Posted by Karen_kay on February 22, 2004, at 15:23:15
In reply to Re: That's about all I know of mine, too » shortelise, posted by Dinah on February 22, 2004, at 14:56:29
I know too much entirely. I know that his dad died in a way similar to mine. I know his age. I know his usual sleep schedule. I know he thinks of clients at times when he masturbates. I know he thinks I'm beautiful. I know much more, but I won't say it as it would jsut be a waste of time...

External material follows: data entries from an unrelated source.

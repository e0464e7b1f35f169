//! Terminal-state classification.
//!
//! Status is never stored: it is recomputed from the board and the recorded
//! position keys whenever someone asks.

use std::collections::HashMap;
use std::hash::Hash;

use crate::engine::attacks::in_check;
use crate::engine::board::Board;
use crate::engine::movegen::has_legal_move;
use crate::engine::types::{DrawReason, GameStatus, PieceType};

/// Classify the position. `threefold` tells whether the history already
/// holds a position three times (see [`has_threefold`]).
pub fn classify(board: &Board, threefold: bool) -> GameStatus {
    let checked = in_check(board, board.side_to_move);

    if !has_legal_move(board) {
        return if checked {
            GameStatus::Checkmate
        } else {
            GameStatus::Stalemate
        };
    }
    if is_insufficient_material(board) {
        return GameStatus::Draw(DrawReason::InsufficientMaterial);
    }
    if threefold {
        return GameStatus::Draw(DrawReason::ThreefoldRepetition);
    }
    if checked {
        GameStatus::Check
    } else {
        GameStatus::Active
    }
}

/// Bare kings, or kings plus a single knight or bishop.
///
/// No other material combination counts as insufficient.
pub fn is_insufficient_material(board: &Board) -> bool {
    match board.piece_count() {
        2 => true,
        3 => board
            .pieces()
            .any(|(_, p)| matches!(p.kind, PieceType::Knight | PieceType::Bishop)),
        _ => false,
    }
}

/// Does any key occur three or more times?
pub fn has_threefold<K, I>(keys: I) -> bool
where
    K: Hash + Eq,
    I: IntoIterator<Item = K>,
{
    let mut counts: HashMap<K, u32> = HashMap::new();
    for key in keys {
        let n = counts.entry(key).or_insert(0);
        *n += 1;
        if *n >= 3 {
            return true;
        }
    }
    false
}

// ---------------------------------------------------------------------------
// Tests
// ---------------------------------------------------------------------------
// ---------------------------------------------------------------------------
// Tests
// ---------------------------------------------------------------------------

#[cfg(test)]
mod tests {
    use super::*;

    fn sq(name: &str) -> Square {
        Square::from_algebraic(name).unwrap()
    }

    // ===================================================================
    // Starting position
    // ===================================================================

    #[test]
    fn starting_position_fen_standard() {
        let board = Board::starting(RuleSet::Standard);
        assert_eq!(board.to_fen(1), START_FEN);
    }

    #[test]
    fn starting_position_fen_minimal() {
        let board = Board::starting(RuleSet::Minimal);
        assert_eq!(
            board.to_fen(1),
            "rnbqkbnr/pppppppp/8/8/8/8/PPPPPPPP/RNBQKBNR w - - 0 1"
        );
    }

    #[test]
    fn starting_position_pieces() {
        let board = Board::starting(RuleSet::Minimal);
        assert_eq!(board.piece_count(), 32);
        assert_eq!(
            board.get(sq("e1")),
            Some(Piece::new(Color::White, PieceType::King))
        );
        assert_eq!(
            board.get(sq("d8")),
            Some(Piece::new(Color::Black, PieceType::Queen))
        );
        for file in 0..8 {
            assert_eq!(
                board.get(Square::from_file_rank(file, 1)),
                Some(Piece::new(Color::White, PieceType::Pawn))
            );
            assert_eq!(
                board.get(Square::from_file_rank(file, 6)),
                Some(Piece::new(Color::Black, PieceType::Pawn))
            );
        }
        for rank in 2..6 {
            for file in 0..8 {
                assert_eq!(board.get(Square::from_file_rank(file, rank)), None);
            }
        }
    }

    #[test]
    fn king_square_lookup() {
        let board = Board::starting(RuleSet::Minimal);
        assert_eq!(board.king_square(Color::White), Some(sq("e1")));
        assert_eq!(board.king_square(Color::Black), Some(sq("e8")));
        assert_eq!(Board::empty(RuleSet::Minimal).king_square(Color::White), None);
    }

    #[test]
    fn set_and_clear() {
        let mut board = Board::empty(RuleSet::Minimal);
        let knight = Piece::new(Color::Black, PieceType::Knight);
        board.set(sq("c3"), Some(knight));
        assert_eq!(board.get(sq("c3")), Some(knight));
        assert_eq!(board.clear(sq("c3")), Some(knight));
        assert_eq!(board.get(sq("c3")), None);
        assert_eq!(board.piece_count(), 0);
    }

    #[test]
    fn copy_is_independent() {
        let original = Board::starting(RuleSet::Minimal);
        let mut copy = original;
        copy.clear(sq("e2"));
        copy.side_to_move = Color::Black;
        assert!(original.get(sq("e2")).is_some());
        assert_eq!(original.side_to_move, Color::White);
    }

    // ===================================================================
    // FEN
    // ===================================================================

    #[test]
    fn fen_round_trip_standard() {
        for fen in [
            START_FEN,
            "r3k2r/p1ppqpb1/bn2pnp1/3PN3/1p2P3/2N2Q1p/PPPBBPPP/R3K2R w KQkq - 0 1",
            "rnbqkbnr/pppp1ppp/8/4p3/4P3/8/PPPP1PPP/RNBQKBNR w KQkq e6 0 2",
            "8/2p5/3p4/KP5r/1R3p1k/8/4P1P1/8 w - - 0 1",
            "r3k2r/8/8/8/8/8/8/R3K2R b Kq - 0 1",
        ] {
            let board = Board::from_fen(fen, RuleSet::Standard).unwrap();
            assert_eq!(board.to_fen(fen_fullmove(fen)), fen);
        }
    }

    fn fen_fullmove(fen: &str) -> usize {
        fen.split_whitespace().last().unwrap().parse().unwrap()
    }

    #[test]
    fn minimal_rules_drop_castling_and_en_passant() {
        let fen = "rnbqkbnr/pppp1ppp/8/4p3/4P3/8/PPPP1PPP/RNBQKBNR w KQkq e6 0 2";
        let board = Board::from_fen(fen, RuleSet::Minimal).unwrap();
        assert_eq!(board.castling_rights, CastlingRights::NONE);
        assert_eq!(board.en_passant, None);
        assert_eq!(
            board.position_key(),
            "rnbqkbnr/pppp1ppp/8/4p3/4P3/8/PPPP1PPP/RNBQKBNR w - -"
        );
    }

    #[test]
    fn castling_rights_require_pieces_at_home() {
        let board = Board::from_fen("4k3/8/8/8/8/8/8/4K2R w KQkq - 0 1", RuleSet::Standard)
            .unwrap();
        assert_eq!(board.castling_rights.to_fen(), "K");
    }

    #[test]
    fn fen_errors() {
        let bad = [
            ("rnbqkbnr/pppppppp/8/8/8/8/PPPPPPPP/RNBQKBNR w KQkq -", "field count"),
            ("rnbqkbnr/pppppppp/8/8/8/8/PPPPPPPP w KQkq - 0 1", "rank count"),
            ("rnbqkbnr/ppppxppp/8/8/8/8/PPPPPPPP/RNBQKBNR w KQkq - 0 1", "piece char"),
            ("rnbqkbnr/pppppppp/8/8/8/8/PPPPPPPP/RNBQKBNR x KQkq - 0 1", "side"),
            ("rnbqkbnr/pppppppp/8/8/8/8/PPPPPPPP/RNBQKBNR w KQxq - 0 1", "castling"),
            ("rnbqkbnr/pppppppp/8/8/8/8/PPPPPPPP/RNBQKBNR w KQkq z9 0 1", "ep square"),
            ("rnbqkbnr/pppppppp/8/8/8/8/PPPPPPPP/RNBQKBNR w KQkq e4 0 1", "ep rank"),
            ("rnbqkbnr/pppppppp/8/8/8/8/PPPPPPPP/RNBQKBNR w KQkq - x 1", "halfmove"),
            ("rnbqkbnr/pppppppp/8/8/8/8/PPPPPPPP/RNBQKBNR w KQkq - 0 0", "fullmove"),
            ("rnbqqbnr/pppppppp/8/8/8/8/PPPPPPPP/RNBQKBNR w KQkq - 0 1", "no black king"),
            ("rnbqkbnr/pppppppp/8/8/8/8/PPPPPPPP/RNBKKBNR w KQkq - 0 1", "two white kings"),
            ("rnbqkbnrr/pppppppp/8/8/8/8/PPPPPPPP/RNBQKBNR w KQkq - 0 1", "rank too long"),
            ("rnbqkbnr/pppppppp/9/8/8/8/PPPPPPPP/RNBQKBNR w KQkq - 0 1", "digit 9"),
            ("4k3/8/8/8/8/8/8/4RK2 w - - 0 1", "black in check, white to move"),
            ("4k3/8/8/8/8/8/3q4/4K3 b - - 0 1", "white in check, black to move"),
        ];
        for (fen, what) in bad {
            assert!(
                matches!(
                    Board::from_fen(fen, RuleSet::Standard),
                    Err(ChessError::InvalidFen(_))
                ),
                "expected InvalidFen for {what}: {fen}"
            );
        }
    }

    // ===================================================================
    // Views and hashing
    // ===================================================================

    #[test]
    fn board_array_rank_eight_first() {
        let board = Board::starting(RuleSet::Minimal);
        let rows = board.board_array();
        assert_eq!(rows[0][0], Some(Piece::new(Color::Black, PieceType::Rook)));
        assert_eq!(rows[7][4], Some(Piece::new(Color::White, PieceType::King)));
        assert_eq!(rows[4][4], None);
    }

    #[test]
    fn board_string_starting() {
        let s = Board::starting(RuleSet::Minimal).board_string();
        let lines: Vec<&str> = s.lines().collect();
        assert_eq!(lines[0], "8 r n b q k b n r");
        assert_eq!(lines[7], "1 R N B Q K B N R");
        assert_eq!(lines[8], "  a b c d e f g h");
    }

    #[test]
    fn zobrist_tracks_placement_and_side() {
        let start = Board::starting(RuleSet::Minimal);
        assert_ne!(start.zobrist(), 0);
        assert_eq!(start.zobrist(), Board::starting(RuleSet::Minimal).zobrist());

        let mut flipped = start;
        flipped.side_to_move = Color::Black;
        assert_ne!(flipped.zobrist(), start.zobrist());

        let mut moved = start;
        let pawn = moved.clear(sq("e2"));
        moved.set(sq("e4"), pawn);
        assert_ne!(moved.zobrist(), start.zobrist());
    }
}
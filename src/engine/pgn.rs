//! PGN (Portable Game Notation) export.
//!
//! Produces PGN with the Seven Tag Roster and move text with move numbers.
//! Move numbers always start at 1: the fullmove counter of a loaded FEN is
//! not carried over.

use crate::engine::game::Game;
use crate::engine::types::{Color, GameStatus};

const LINE_WIDTH: usize = 80;

// =========================================================================
// PGN generation
// =========================================================================

/// Export a game as a PGN string.
pub fn to_pgn(game: &Game) -> String {
    let mut pgn = String::with_capacity(512);

    // Seven Tag Roster.
    let date = game.created_at.format("%Y.%m.%d").to_string();
    let result = result_string(game);

    pgn.push_str("[Event \"Casual Game\"]\n");
    pgn.push_str("[Site \"chess3d\"]\n");
    pgn.push_str(&format!("[Date \"{date}\"]\n"));
    pgn.push_str("[Round \"-\"]\n");
    pgn.push_str(&format!("[White \"{}\"]\n", game.white_player));
    pgn.push_str(&format!("[Black \"{}\"]\n", game.black_player));
    pgn.push_str(&format!("[Result \"{result}\"]\n"));

    if let Some(fen) = game.starting_fen() {
        pgn.push_str("[SetUp \"1\"]\n");
        pgn.push_str(&format!("[FEN \"{fen}\"]\n"));
    }

    pgn.push('\n');

    let history = game.history();
    let black_first = history.first().is_some_and(|r| r.color == Color::Black);
    let tokens = history.iter().enumerate().map(|(i, record)| {
        let number = (i + usize::from(black_first)) / 2 + 1;
        if record.color == Color::White {
            format!("{number}. {}", record.san)
        } else if i == 0 {
            format!("{number}... {}", record.san)
        } else {
            record.san.clone()
        }
    });

    let mut line = String::new();
    for token in tokens.chain(std::iter::once(result.to_string())) {
        if !line.is_empty() && line.len() + token.len() + 1 > LINE_WIDTH {
            pgn.push_str(&line);
            pgn.push('\n');
            line.clear();
        }
        if !line.is_empty() {
            line.push(' ');
        }
        line.push_str(&token);
    }
    pgn.push_str(&line);
    pgn.push('\n');

    pgn
}

/// PGN result token. On checkmate the side to move is the loser.
fn result_string(game: &Game) -> &'static str {
    match game.status() {
        GameStatus::Checkmate => match game.turn() {
            Color::White => "0-1",
            Color::Black => "1-0",
        },
        GameStatus::Stalemate | GameStatus::Draw(_) => "1/2-1/2",
        GameStatus::Active | GameStatus::Check => "*",
    }
}

// =========================================================================
// Tests
// =========================================================================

But, I have mixed emotions on this issue. He's trying to help me form an emotional attachment to him. And it's working. And it's not sexual or "fatherly" in any way. It's helpful to me to know that I would be hurt if he went away. That we are similar in some ways. That he trusts me enough to tell me these things. Maybe he talks too much. Maybe he knows what he's doing. But, he's helped me quite a bit. And if he's making a mistake, I'll forgive him for it as he's really helped me. So, I guess it depends on the desired result from self disclosure. If it's to fill a need that the therapist has, it's wrong and unethical IMO. If it's to help the client trust and form an attachment, it's working. Maybe it's a boundary violation, but it's working... I'm trying not to be one-sided in this matter, but why do I feel everyone's picking on my therapist. His approach is working for me. And it's not causing too many problems in my life, other than me worrying about him. So, why not self disclose for the SOLE purpose of helping the client. We'll never really know the motivations behind it. So, if it's working, why not? If it's harmful, no way!